- _RECORDS FOR THE TASK_:

use burrow_core::*;
use clap::Args;
use web_sys::HtmlSelectElement;
use yew::prelude::*;

use crate::host::BrowserHost;
use crate::screen::{FeedbackId, FeedbackKind};
use crate::stats::StatsView;
use crate::utils::js_random_seed;

const MOLE_IMAGE: &str = "./images/monty-mole.png";
const HAZARD_IMAGE: &str = "./images/piranha-plant.png";

#[derive(Clone, Debug, PartialEq)]
pub(crate) enum Msg {
    Start,
    Restart,
    SelectDifficulty(Difficulty),
    SelectTile(TileIndex),
    Timer(Timer),
    ExpireFeedback(FeedbackId),
    ToggleSound,
    ShowStats,
    CloseStats,
}

#[derive(Properties, Clone, PartialEq)]
struct TileProps {
    index: TileIndex,
    occupant: Occupant,
    #[prop_or_default]
    feedback: Vec<FeedbackKind>,
    callback: Callback<TileIndex>,
}

#[function_component(TileView)]
fn tile_component(props: &TileProps) -> Html {
    let TileProps {
        index,
        occupant,
        feedback,
        callback,
    } = props.clone();

    let shaking = feedback.contains(&FeedbackKind::Shake);
    let class = classes!("tile", shaking.then_some("shake"));

    let onclick = {
        let callback = callback.clone();
        Callback::from(move |_: MouseEvent| {
            log::trace!("tile {} click", index);
            callback.emit(index);
        })
    };

    let ontouchstart = {
        let callback = callback.clone();
        Callback::from(move |_: TouchEvent| {
            log::trace!("tile {} touch", index);
            callback.emit(index);
        })
    };

    html! {
        <div id={index.to_string()} {class} {onclick} {ontouchstart}>
            {
                match occupant {
                    Occupant::Empty => html! {},
                    Occupant::Mole => html! { <img src={MOLE_IMAGE} alt="mole"/> },
                    Occupant::Hazard => html! { <img src={HAZARD_IMAGE} alt="piranha plant"/> },
                }
            }
            {
                for feedback.iter().map(|kind| match kind {
                    FeedbackKind::Points(points) => html! {
                        <div class="popup">{format!("+{}", points)}</div>
                    },
                    FeedbackKind::Flash => html! { <div class="redFlash"/> },
                    FeedbackKind::Shake => html! {},
                })
            }
        </div>
    }
}

#[derive(Args, Properties, Debug, Clone, Default, PartialEq)]
pub(crate) struct GameProps {
    /// Force a seed instead of random
    #[arg(short, long)]
    #[prop_or_default]
    pub seed: Option<u64>,

    /// Preselect a difficulty (easy, medium or hard)
    #[arg(short, long)]
    #[prop_or_default]
    pub difficulty: Option<Difficulty>,

    /// Start with sound turned off
    #[arg(short, long)]
    #[prop_or_default]
    pub mute: bool,
}

#[derive(Debug)]
pub(crate) struct GameView {
    controller: GameController<BrowserHost>,
    difficulty: Difficulty,
}

impl GameView {
    fn is_started(&self) -> bool {
        !matches!(self.controller.session().state(), RoundState::Idle)
    }

    fn select_difficulty(&mut self, difficulty: Difficulty) -> bool {
        if self.is_started() || self.difficulty == difficulty {
            return false;
        }
        self.difficulty = difficulty;
        self.controller
            .host_mut()
            .show_time_left(difficulty.profile().round_duration);
        true
    }

    fn restart(&mut self) {
        log::debug!("restart");
        self.controller.restart();
        if let Err(err) = gloo::utils::window().location().reload() {
            log::error!("could not reload page: {:?}", err);
        }
    }
}

impl Component for GameView {
    type Message = Msg;
    type Properties = GameProps;

    fn create(ctx: &Context<Self>) -> Self {
        let props = ctx.props();
        let seed = props.seed.unwrap_or_else(js_random_seed);
        log::debug!("seed: {}", seed);

        let host = BrowserHost::new(ctx.link().clone());
        let mut controller = GameController::new(host, RandomSpawner::new(seed));
        if props.mute {
            controller.toggle_sound();
        }

        let difficulty = props.difficulty.unwrap_or_default();
        controller
            .host_mut()
            .show_time_left(difficulty.profile().round_duration);

        Self {
            controller,
            difficulty,
        }
    }

    fn update(&mut self, _ctx: &Context<Self>, msg: Self::Message) -> bool {
        use Msg::*;

        let before = self.controller.host().screen().clone();

        match msg {
            Start => {
                log::debug!("start on {}", self.difficulty);
                if let Err(err) = self.controller.start(self.difficulty) {
                    log::warn!("could not start round: {}", err);
                }
                return true;
            }
            Restart => self.restart(),
            SelectDifficulty(difficulty) => return self.select_difficulty(difficulty),
            SelectTile(tile) => match self.controller.select_tile(tile) {
                Ok(outcome) => log::trace!("tile {}: {:?}", tile, outcome),
                Err(err) => log::warn!("tile {}: {}", tile, err),
            },
            Timer(timer) => self.controller.on_timer(timer),
            ExpireFeedback(id) => {
                self.controller.host_mut().screen_mut().expire(id);
            }
            ToggleSound => {
                let enabled = self.controller.toggle_sound();
                log::debug!("sound enabled: {}", enabled);
            }
            ShowStats => self.controller.show_stats(),
            CloseStats => self.controller.close_stats(),
        }

        *self.controller.host().screen() != before
    }

    fn view(&self, ctx: &Context<Self>) -> Html {
        use Msg::*;

        let screen = self.controller.host().screen();
        let started = self.is_started();

        let cb_start = ctx.link().callback(|_: MouseEvent| Start);
        let cb_restart = ctx.link().callback(|_: MouseEvent| Restart);
        let cb_sound = ctx.link().callback(|_: MouseEvent| ToggleSound);
        let cb_show_stats = ctx.link().callback(|_: MouseEvent| ShowStats);
        let cb_close_stats = ctx.link().callback(|_: MouseEvent| CloseStats);
        let cb_difficulty = ctx.link().batch_callback(|e: Event| {
            let value = e.target_unchecked_into::<HtmlSelectElement>().value();
            match value.parse() {
                Ok(difficulty) => Some(SelectDifficulty(difficulty)),
                Err(err) => {
                    log::warn!("difficulty {:?}: {}", value, err);
                    None
                }
            }
        });
        let cb_tile = ctx.link().callback(SelectTile);

        html! {
            <div class="burrow">
                <small onclick={cb_show_stats}>{"···"}</small>
                <nav>
                    <select id="difficulty" onchange={cb_difficulty} disabled={started}>
                        {
                            for Difficulty::ALL.iter().map(|&difficulty| html! {
                                <option value={difficulty.name()} selected={difficulty == self.difficulty}>
                                    {difficulty.label()}
                                </option>
                            })
                        }
                    </select>
                    if started {
                        <button id="restartBtn" onclick={cb_restart}>{"Restart"}</button>
                    } else {
                        <button id="startBtn" onclick={cb_start}>{"Start"}</button>
                    }
                    <button id="soundBtn" onclick={cb_sound}>{screen.sound_label()}</button>
                </nav>
                <header>
                    <aside>{"Score: "}<span id="score">{screen.score}</span></aside>
                    <aside>{"Time: "}<span id="time">{screen.time_left}</span></aside>
                    <aside>{"High Score: "}<span id="highScore">{screen.high_score}</span></aside>
                </header>
                <div id="board" class={classes!("board", screen.board_enabled.then_some("playable"))}>
                    {
                        for (0..TILE_COUNT).map(|index| {
                            let occupant = screen.occupant_at(index);
                            let feedback = screen.feedback_on(index);
                            let callback = cb_tile.clone();
                            html! {
                                <TileView {index} {occupant} {feedback} {callback}/>
                            }
                        })
                    }
                </div>
                <StatsView open={screen.stats_open} stats={screen.stats} onclose={cb_close_stats}/>
            </div>
        }
    }
}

- _WHAT YOU HAVE TO DO_:
Sift through the entries and copy every line with "PartialEq".

- _SOLUTION_:
#[derive(Clone, Debug, PartialEq)]
#[derive(Properties, Clone, PartialEq)]
#[derive(Args, Properties, Debug, Clone, Default, PartialEq)]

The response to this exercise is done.